Lower Greenville feels like it’s been ebbing and flowing with businesses since Angela Hunt started making moves to revitalize it.
With that, we’ve seen some places come and quickly go. We’ve seen some places that make us want to adopt another neighborhood’s “Don’t Uptown my Deep Ellum” saying.
So when a newer place steps in and feels like it knows the neighborhood, we like it just a bit before we even look at the menu.
Alamo Club opened last year in the space formerly known as the Blind Butcher — that was one of those closings that made us say, “Please go to restaurants you like.”
But anyway: Alamo Club serves a superb chicken sandwich, as I’ve elaborated previously. It also serves brunch, which took us in last weekend.
I don’t walk through those doors all that often, but I was greeted as if I’m there as frequently as I’m in Cosmo’s, so I was definitely outed. Despite that, service didn’t become extra-stellar and no complimentary foods came out, so write I will.
Looking at the brunch beverages, you’ll find a bloody mary with bacon, shrimp and a house-made mix ($8), but for just $2 more, you can get a carafe of blood orange mimosa. We were OK with this — it has the proper ratio to accept it and handle a couple of glasses.
If you want to go hard in the morning, the brunch boilermaker gets you a shot of whiskey with a pony, a small beer ($5).
Appetizers for brunch here don’t offer variety from the list of the regular menu. But the deviled eggs are still good — pimento and cheddar have a bite from pickles, and the five half eggs come with a mound of shaved ham in the middle ($9). A touch of roe on top of each swirl of filling would’ve been appreciated, but the saltiness of the ham is good, too.
You can’t get the fried chicken sandwich at brunch — people apparently ask for it, too. But what you can get is a plate of fried chicken strips, which is that much better because most things with decent gravy just are ($12). This one comes with a jalapeño gravy, one that’s heavy with the pepper’s flavor without much heat. The real surprise here, though, are the fries: The thick spears were such that there was plenty of delicate potato inside and extra-crisp outside that’s perfectly dressed with salt and pepper.

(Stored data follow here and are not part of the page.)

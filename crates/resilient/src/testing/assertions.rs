//! Assertions for resilience tests

#![allow(clippy::missing_panics_doc)]

use std::time::Duration;

/// Assert that an outcome failed with a message containing `substring`
///
/// ```
/// use resilient::{Failure, Outcome};
///
/// let outcome: Outcome<()> = Err(Failure::value("Connection timeout occurred"));
/// resilient::assert_failure_contains!(outcome, "timeout");
/// ```
#[macro_export]
macro_rules! assert_failure_contains {
    ($outcome:expr, $substring:expr) => {
        match &$outcome {
            Ok(_) => panic!("Expected failure but got Ok"),
            Err(e) => {
                let message = format!("{}", e);
                assert!(
                    message.contains($substring),
                    "Failure message '{}' does not contain '{}'",
                    message,
                    $substring
                );
            }
        }
    };
}

/// Assert how many times an operation was invoked
#[macro_export]
macro_rules! assert_attempts {
    ($actual:expr, $expected:expr) => {
        assert_eq!($actual, $expected, "Expected {} attempts but got {}", $expected, $actual);
    };
}

/// Assert that a duration is within `tolerance` of `expected`
///
/// ```
/// use std::time::Duration;
///
/// use resilient::testing::assert_duration_in_range;
///
/// let actual = Duration::from_millis(105);
/// assert_duration_in_range(actual, Duration::from_millis(100), Duration::from_millis(10));
/// ```
pub fn assert_duration_in_range(actual: Duration, expected: Duration, tolerance: Duration) {
    let min = expected.saturating_sub(tolerance);
    let max = expected.saturating_add(tolerance);

    assert!(actual >= min && actual <= max, "Duration {actual:?} not in range [{min:?}, {max:?}]");
}

/// Assert that `delay` is a jittered version of `computed`: within
/// `[0.5 * computed, computed)`
pub fn assert_jittered(delay: Duration, computed: Duration) {
    let floor = computed.mul_f64(0.5);
    assert!(
        delay >= floor && delay < computed,
        "Delay {delay:?} outside jitter range [{floor:?}, {computed:?})"
    );
}
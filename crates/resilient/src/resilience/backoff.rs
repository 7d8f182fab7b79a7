//! Delay schedules between retry attempts
//!
//! [`Backoff::calculate`] is a pure function of the attempt index:
//!
//! | strategy      | delay before retry `i + 1`   |
//! |---------------|------------------------------|
//! | `fixed`       | `delay`                      |
//! | `linear`      | `delay * (i + 1)`            |
//! | `exponential` | `delay * factor^i`           |
//!
//! The result is clamped to `max_delay`, then, with jitter on, scaled by a
//! uniform factor in `[0.5, 1.0)`.

use std::time::Duration;

use rand::Rng;
use serde::{Deserialize, Serialize};

use crate::error::{ResilienceError, ResilienceResult};

/// Default upper bound for any computed delay
pub const DEFAULT_MAX_DELAY: Duration = Duration::from_secs(30);

/// Growth strategy of a [`Backoff`]
#[derive(Debug, Clone, Copy, PartialEq, Eq, Hash, Serialize, Deserialize)]
#[serde(rename_all = "lowercase")]
pub enum BackoffStrategy {
    /// Same delay every time
    Fixed,
    /// Delay grows by `delay` each attempt
    Linear,
    /// Delay multiplies by `factor` each attempt
    Exponential,
}

crate::impl_name_conversions!(BackoffStrategy {
    Fixed => "fixed",
    Linear => "linear",
    Exponential => "exponential",
});

/// Delay schedule between retry attempts
#[derive(Debug, Clone, PartialEq)]
pub struct Backoff {
    strategy: BackoffStrategy,
    delay: Duration,
    factor: f64,
    max_delay: Duration,
    jitter: bool,
}

impl Default for Backoff {
    fn default() -> Self {
        Self {
            strategy: BackoffStrategy::Exponential,
            delay: Duration::from_secs(1),
            factor: 2.0,
            max_delay: DEFAULT_MAX_DELAY,
            jitter: true,
        }
    }
}

impl Backoff {
    /// Constant delay; the cap is raised to `delay` when it exceeds the default
    pub fn fixed(delay: Duration) -> Self {
        Self {
            strategy: BackoffStrategy::Fixed,
            delay,
            factor: 1.0,
            max_delay: delay.max(DEFAULT_MAX_DELAY),
            jitter: true,
        }
    }

    /// Linearly growing delay
    pub fn linear(delay: Duration) -> Self {
        Self { strategy: BackoffStrategy::Linear, delay, factor: 1.0, ..Self::default() }
    }

    /// Exponentially growing delay
    ///
    /// # Errors
    ///
    /// Returns [`ResilienceError::InvalidConfiguration`] when `factor` is not
    /// a finite number greater than zero.
    pub fn exponential(delay: Duration, factor: f64) -> ResilienceResult<Self> {
        Self::builder().delay(delay).factor(factor).build()
    }

    /// Start from the default exponential schedule
    pub fn builder() -> BackoffBuilder {
        BackoffBuilder::new()
    }

    /// Replace the cap
    #[must_use]
    pub fn with_max_delay(mut self, max_delay: Duration) -> Self {
        self.max_delay = max_delay;
        self
    }

    /// Enable or disable jitter
    #[must_use]
    pub fn with_jitter(mut self, jitter: bool) -> Self {
        self.jitter = jitter;
        self
    }

    /// Disable jitter
    #[must_use]
    pub fn without_jitter(self) -> Self {
        self.with_jitter(false)
    }

    pub const fn strategy(&self) -> BackoffStrategy {
        self.strategy
    }

    pub const fn delay(&self) -> Duration {
        self.delay
    }

    pub const fn factor(&self) -> f64 {
        self.factor
    }

    pub const fn max_delay(&self) -> Duration {
        self.max_delay
    }

    pub const fn jitter(&self) -> bool {
        self.jitter
    }

    /// Delay before retry number `attempt + 1` (0-based)
    pub fn calculate(&self, attempt: u32) -> Duration {
        let cap = self.max_delay.as_secs_f64();
        let base = self.delay.as_secs_f64();
        let raw = match self.strategy {
            BackoffStrategy::Fixed => base,
            BackoffStrategy::Linear => base * (f64::from(attempt) + 1.0),
            BackoffStrategy::Exponential => {
                base * self.factor.powi(i32::try_from(attempt).unwrap_or(i32::MAX))
            }
        };
        // powi overflows to infinity for large attempts; the cap absorbs it.
        let mut seconds = if raw.is_nan() { cap } else { raw.min(cap) };
        if self.jitter {
            seconds *= rand::thread_rng().gen_range(0.5..1.0);
        }
        Duration::try_from_secs_f64(seconds.max(0.0)).unwrap_or(self.max_delay)
    }
}

/// Builder for [`Backoff`]
#[derive(Debug)]
pub struct BackoffBuilder {
    backoff: Backoff,
    max_delay: Option<Duration>,
}

impl Default for BackoffBuilder {
    fn default() -> Self {
        Self::new()
    }
}

impl BackoffBuilder {
    pub fn new() -> Self {
        Self { backoff: Backoff::default(), max_delay: None }
    }

    pub fn strategy(mut self, strategy: BackoffStrategy) -> Self {
        self.backoff.strategy = strategy;
        self
    }

    pub fn delay(mut self, delay: Duration) -> Self {
        self.backoff.delay = delay;
        self
    }

    pub fn factor(mut self, factor: f64) -> Self {
        self.backoff.factor = factor;
        self
    }

    pub fn max_delay(mut self, max_delay: Duration) -> Self {
        self.max_delay = Some(max_delay);
        self
    }

    pub fn jitter(mut self, jitter: bool) -> Self {
        self.backoff.jitter = jitter;
        self
    }

    pub fn build(self) -> ResilienceResult<Backoff> {
        if !self.backoff.factor.is_finite() || self.backoff.factor <= 0.0 {
            return Err(ResilienceError::invalid("backoff factor must be a positive number"));
        }
        let mut backoff = self.backoff;
        backoff.max_delay = match (self.max_delay, backoff.strategy) {
            (Some(max_delay), _) => max_delay,
            // Same rule as `Backoff::fixed`
            (None, BackoffStrategy::Fixed) => backoff.delay.max(DEFAULT_MAX_DELAY),
            (None, _) => DEFAULT_MAX_DELAY,
        };
        Ok(backoff)
    }
}
//! Serde helpers for settings files
//!
//! Durations in settings are written as (possibly fractional) seconds.

use std::time::Duration;

use serde::{Deserialize, Deserializer, Serializer};

/// Serde serialization result type
type SerializeResult<S> = Result<<S as Serializer>::Ok, <S as Serializer>::Error>;

fn seconds_to_duration<E: serde::de::Error>(secs: f64) -> Result<Duration, E> {
    Duration::try_from_secs_f64(secs)
        .map_err(|_| E::custom(format!("invalid duration: {secs} seconds")))
}

/// `Duration` as seconds (`f64`)
///
/// ```rust
/// use std::time::Duration;
///
/// use resilient::duration_secs;
/// use serde::{Deserialize, Serialize};
///
/// #[derive(Serialize, Deserialize)]
/// struct Example {
///     #[serde(with = "duration_secs")]
///     window: Duration,
/// }
/// ```
pub mod duration_secs {
    use super::*;

    pub fn serialize<S>(duration: &Duration, serializer: S) -> SerializeResult<S>
    where
        S: Serializer,
    {
        serializer.serialize_f64(duration.as_secs_f64())
    }

    /// Accepts integers and floats; rejects negative or non-finite values
    pub fn deserialize<'de, D>(deserializer: D) -> Result<Duration, D::Error>
    where
        D: Deserializer<'de>,
    {
        let secs = f64::deserialize(deserializer)?;
        seconds_to_duration(secs)
    }
}

/// `Option<Duration>` as optional seconds
pub mod option_duration_secs {
    use super::*;

    pub fn serialize<S>(duration: &Option<Duration>, serializer: S) -> SerializeResult<S>
    where
        S: Serializer,
    {
        match duration {
            Some(duration) => serializer.serialize_some(&duration.as_secs_f64()),
            None => serializer.serialize_none(),
        }
    }

    pub fn deserialize<'de, D>(deserializer: D) -> Result<Option<Duration>, D::Error>
    where
        D: Deserializer<'de>,
    {
        Option::<f64>::deserialize(deserializer)?.map(seconds_to_duration).transpose()
    }
}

These were good on their own, decadent in that gravy and addicting when dipped in bechamel, which is possible if you get the West Philly omelet ($10).
The presentation lacks excitement, enough to where once you take a bite, you’re surprised to find meat properly seasoned among peppers and plenty of Swiss cheese. The bechamel is full of flavor with plenty of garlic and not too much flour — the latter of which frequently gives us flavorless sauce. The chopped meat could be more tender. Sure, we’ll accept such texture when slathered with cheese in a Philly cheesesteak, but sitting at home in a thin omelet, a gentler chew would be more appropriate.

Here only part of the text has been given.